Pick Up

960. ChatGPTはアフリカ水田稲作農家の質問に対して適切な回答ができるのか?

関連プログラム
情報


960.  ChatGPTはアフリカ水田稲作農家の質問に対して適切な回答ができるのか?

 

人工知能(AI)を使った会話型のコンピュータープログラムであるChatGPT(Chat Generative Pre-trained Transformer)は、大量のテキストデータから学習し、自然な文章を生成することができるとして、近年大きな注目を浴びています。

ChatGPTのようなAIは、様々な情報を学習し様々な相談事に即時に回答できるとして、ビジネスや法律分野での課題解決に大きな期待が寄せられています。農業分野においても、農家の課題解決にAIが使えるとすれば、農業普及サービスへのアクセスに制約がある地域・農家への展開が期待されます。

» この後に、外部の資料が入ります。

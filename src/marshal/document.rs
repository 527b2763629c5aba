use serde::de::DeserializeOwned;
use serde_json::{Map, Value};

use crate::logger::LogArgument;
use crate::marshal::case::{fold_object, keys_match, CaseInsensitive};
use crate::marshal::error::MarshalError;
use crate::marshal::LOGGER;
use crate::store::{StoreOperationResult, DOC_REF_FIELD};

const PARENT_KEY: &str = "parentDocRef";

/// Reads a store call outcome. Never fails: malformed input yields a bare failure
/// result and the raw payload is logged.
pub fn parse_store_result<T: DeserializeOwned>(raw: &str) -> StoreOperationResult<T> {
    match try_parse_store_result(raw) {
        Ok(result) => result,
        Err(err) => {
            LOGGER.error_with([
                LogArgument::Text(format!("Failed to read store result: {err}")),
                LogArgument::Text(raw.to_string()),
            ]);
            StoreOperationResult::failure()
        }
    }
}

pub fn try_parse_store_result<T: DeserializeOwned>(
    raw: &str,
) -> Result<StoreOperationResult<T>, MarshalError> {
    let Value::Object(fields) = serde_json::from_str::<Value>(raw)? else {
        return Err(MarshalError::shape("store result is not a JSON object"));
    };
    let mut fields = fold_object(fields);

    let success = match fields.remove("success") {
        None | Some(Value::Null) => false,
        Some(Value::Bool(flag)) => flag,
        Some(other) => {
            return Err(MarshalError::shape(format!(
                "`success` must be a boolean, found {other}"
            )))
        }
    };

    let document = match fields.remove("document") {
        None | Some(Value::Null) => None,
        Some(value) => Some(decode_document::<T>(value)?),
    };

    let document_list = match fields.remove("documentlist") {
        None | Some(Value::Null) => None,
        Some(Value::Array(items)) => Some(
            items
                .into_iter()
                .map(decode_document::<T>)
                .collect::<Result<Vec<_>, _>>()?,
        ),
        Some(other) => {
            return Err(MarshalError::shape(format!(
                "`documentList` must be an array, found {other}"
            )))
        }
    };

    let error_json = fields
        .remove("errorjsonstr")
        .or_else(|| fields.remove("errorjson"));

    Ok(StoreOperationResult {
        success,
        document,
        document_list,
        error_code: optional_text(fields.remove("errorcode")),
        error_name: optional_text(fields.remove("errorname")),
        error_json: optional_text(error_json),
    })
}

/// Reads a pushed snapshot payload. JSON `null` means the document is gone.
pub fn decode_snapshot<T: DeserializeOwned>(raw: &str) -> Result<Option<T>, MarshalError> {
    match serde_json::from_str::<Value>(raw)? {
        Value::Null => Ok(None),
        value => decode_document(value).map(Some),
    }
}

pub(crate) fn decode_document<T: DeserializeOwned>(value: Value) -> Result<T, MarshalError> {
    let value = match value {
        Value::String(encoded) => serde_json::from_str(&encoded)?,
        other => other,
    };
    CaseInsensitive::deserialize(normalize_document(value)).map_err(MarshalError::document::<T>)
}

/// Moves the reference under its canonical key and drops empty parents. Field names
/// are matched against `T` afterwards, without regard to case.
pub(crate) fn normalize_document(value: Value) -> Value {
    let Value::Object(fields) = value else {
        return value;
    };

    let mut normalized = Map::with_capacity(fields.len());
    let mut reference = None;
    for (key, field) in fields {
        if is_reference_key(&key) {
            reference = Some(normalize_reference(field));
        } else {
            normalized.insert(key, field);
        }
    }
    if let Some(reference) = reference {
        normalized.insert(DOC_REF_FIELD.to_string(), reference);
    }
    Value::Object(normalized)
}

/// `DocRef`, `docRef`, `doc_ref` and `DOCREF` all name the reference.
fn is_reference_key(key: &str) -> bool {
    keys_match(key, DOC_REF_FIELD)
}

fn normalize_reference(value: Value) -> Value {
    let Value::Object(fields) = value else {
        return Value::Null;
    };
    if fields.is_empty() {
        return Value::Null;
    }
    let mut reference = Map::with_capacity(fields.len());
    for (key, field) in fields {
        if keys_match(&key, PARENT_KEY) {
            reference.insert(PARENT_KEY.to_string(), normalize_reference(field));
        } else {
            reference.insert(key, field);
        }
    }
    Value::Object(reference)
}

fn optional_text(value: Option<Value>) -> Option<String> {
    match value? {
        Value::Null => None,
        Value::String(text) => Some(text),
        other => Some(other.to_string()),
    }
}

#[cfg(test)]
mod tests {
    use super::*;
    use crate::store::DocumentReference;
    use serde::{Deserialize, Serialize};
    use serde_json::json;
    use std::sync::{Arc, Mutex};

    #[derive(Debug, Clone, PartialEq, Serialize, Deserialize)]
    struct Card {
        #[serde(rename = "DocRef", default)]
        doc_ref: Option<DocumentReference>,
        title: String,
        votes: u32,
    }

    #[test]
    fn envelope_keys_match_in_any_casing() {
        let raw = r#"{"SUCCESS":true,"Document":{"DocRef":{"docId":"c1","docPath":"cards/c1","parentDocRef":{}},"Title":"Hi","votes":2},"ErrorCode":null}"#;
        let result = parse_store_result::<Card>(raw);

        assert!(result.success);
        let card = result.document.unwrap();
        assert_eq!(card.title, "Hi");
        let reference = card.doc_ref.unwrap();
        assert_eq!(reference.doc_id, "c1");
        assert_eq!(reference.parent_doc_ref, None);
        assert_eq!(result.error_code, None);
    }

    #[test]
    fn reference_key_matches_insensitively_and_keeps_parents() {
        let raw = json!({
            "success": true,
            "documentList": [{
                "docref": {
                    "DocId": "c1",
                    "DocPath": "users/u1/cards/c1",
                    "ParentDocRef": {"docId": "u1", "docPath": "users/u1", "parentDocRef": {}}
                },
                "Title": "Nested",
                "votes": 0
            }]
        })
        .to_string();

        let result = parse_store_result::<Card>(&raw);
        let cards = result.document_list.unwrap();
        let parent = cards[0].doc_ref.as_ref().unwrap().parent_doc_ref.as_ref().unwrap();
        assert_eq!(parent.doc_path, "users/u1");
        assert_eq!(parent.parent_doc_ref, None);
    }

    #[test]
    fn document_fields_match_in_any_casing() {
        for raw in [
            r#"{"success":true,"document":{"Title":"Read","VOTES":1}}"#,
            r#"{"success":true,"document":{"TITLE":"Read","votes":1}}"#,
        ] {
            let result = parse_store_result::<Card>(raw);
            assert!(result.success, "payload {raw:?}");
            assert_eq!(result.document.unwrap().title, "Read");
        }
    }

    #[test]
    fn declared_renames_still_apply() {
        #[derive(Debug, Deserialize)]
        struct Renamed {
            #[serde(rename = "headline")]
            title: String,
        }

        let raw = r#"{"success":true,"document":{"HEADLINE":"Kept"}}"#;
        let result = parse_store_result::<Renamed>(raw);
        assert_eq!(result.document.unwrap().title, "Kept");
    }

    #[test]
    fn all_caps_and_lowercase_envelope_keys_are_read() {
        let upper = r#"{"SUCCESS":true,"DOCUMENTLIST":[{"title":"a","votes":1}],"ERRORCODE":"x","ERRORNAME":"y","ERRORJSONSTR":"{}"}"#;
        let result = parse_store_result::<Card>(upper);
        assert!(result.success);
        assert_eq!(result.document_list.map(|cards| cards.len()), Some(1));
        assert_eq!(result.error_code.as_deref(), Some("x"));
        assert_eq!(result.error_name.as_deref(), Some("y"));
        assert_eq!(result.error_json.as_deref(), Some("{}"));

        let lower = r#"{"success":false,"documentlist":[],"errorcode":"not-found","error-name":"FirebaseError"}"#;
        let result = parse_store_result::<Card>(lower);
        assert!(!result.success);
        assert_eq!(result.document_list, Some(Vec::new()));
        assert_eq!(result.error_code.as_deref(), Some("not-found"));
        assert_eq!(result.error_name.as_deref(), Some("FirebaseError"));
    }

    #[test]
    fn error_details_are_carried() {
        let raw = r#"{"success":false,"errorCode":"permission-denied","errorName":"FirebaseError","errorJsonStr":"{\"code\":\"permission-denied\"}"}"#;
        let result = parse_store_result::<Card>(raw);

        assert!(!result.success);
        assert_eq!(result.error_code.as_deref(), Some("permission-denied"));
        assert_eq!(result.error_name.as_deref(), Some("FirebaseError"));
        assert_eq!(
            result.error_json.as_deref(),
            Some("{\"code\":\"permission-denied\"}")
        );
    }

    #[test]
    fn success_without_document_is_empty() {
        let result = parse_store_result::<Card>(r#"{"success":true}"#);
        assert!(result.success);
        assert!(result.document.is_none());
        assert!(result.document_list.is_none());
    }

    #[test]
    fn malformed_payloads_become_bare_failures_and_are_logged() {
        let seen = Arc::new(Mutex::new(Vec::new()));
        let sink = seen.clone();
        LOGGER.set_user_log_handler(move |_, _, args| {
            sink.lock()
                .unwrap()
                .push(crate::logger::build_message(args));
        });

        let payloads = [
            "",
            "not json",
            "[1,2]",
            r#"{"success":"yes"}"#,
            r#"{"success":true,"document":{"votes":"many"}}"#,
        ];
        for raw in payloads {
            let result = parse_store_result::<Card>(raw);
            assert_eq!(result, StoreOperationResult::failure(), "payload {raw:?}");
        }

        LOGGER.clear_user_log_handler();
        let seen = seen.lock().unwrap();
        assert!(seen.iter().any(|line| line.contains("not json")));
        assert!(seen.iter().any(|line| line.contains("\"votes\":\"many\"")));
    }

    #[test]
    fn null_snapshot_means_deleted() {
        assert_eq!(decode_snapshot::<Card>("null").unwrap(), None);

        let card = decode_snapshot::<Card>(r#"{"Title":"Live","votes":3}"#)
            .unwrap()
            .unwrap();
        assert_eq!(card.votes, 3);

        assert!(matches!(
            decode_snapshot::<Card>(r#"{"Title":1}"#),
            Err(MarshalError::Document { .. })
        ));
    }
}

では、農業普及員の数が絶対的に不足するサブサハラ・アフリカ地域において、AIは農家の抱える質問に適切な回答を提供できるでしょうか。国際イネ研究所(IRRI)の齋藤和樹博士らのチームは、この疑問に答えるため、ナイジェリアの灌漑稲作農家の質問に対し、ChatGPTの回答が適切かどうかを評価する研究を実施しました。その結果が、Scientific Reports誌で公表されました。

チームは、ナイジェリアのカノ州における灌漑稲作に関する32の質問をリスト化し、6名の農業指導員に回答を求めました。農業指導員の回答は、ChatGPTの回答とともに、同地域の稲作推奨技術として適切かどうかという点で4人の現地の専門家に評価されました。比較の結果、ChatGTPの回答の方が農業指導員の回答よりもおおむね質が高いと評価されました。一方で、ChatGPTの回答の評価が農業指導員の評価より低かった項目は、播種時期、播種量、化学肥料施肥量や時期など、より具体的な数値が求められる質問でした。

論文は、ChatGPTは農業指導サービスを一部代替することが可能であるとしつつも、農家に実用的な情報提供において、現地の事情に合わせた播種や施肥の時期・量などの栽培管理をAIに取り入れていくことが不可欠であると結論づけています。

 

(参考文献)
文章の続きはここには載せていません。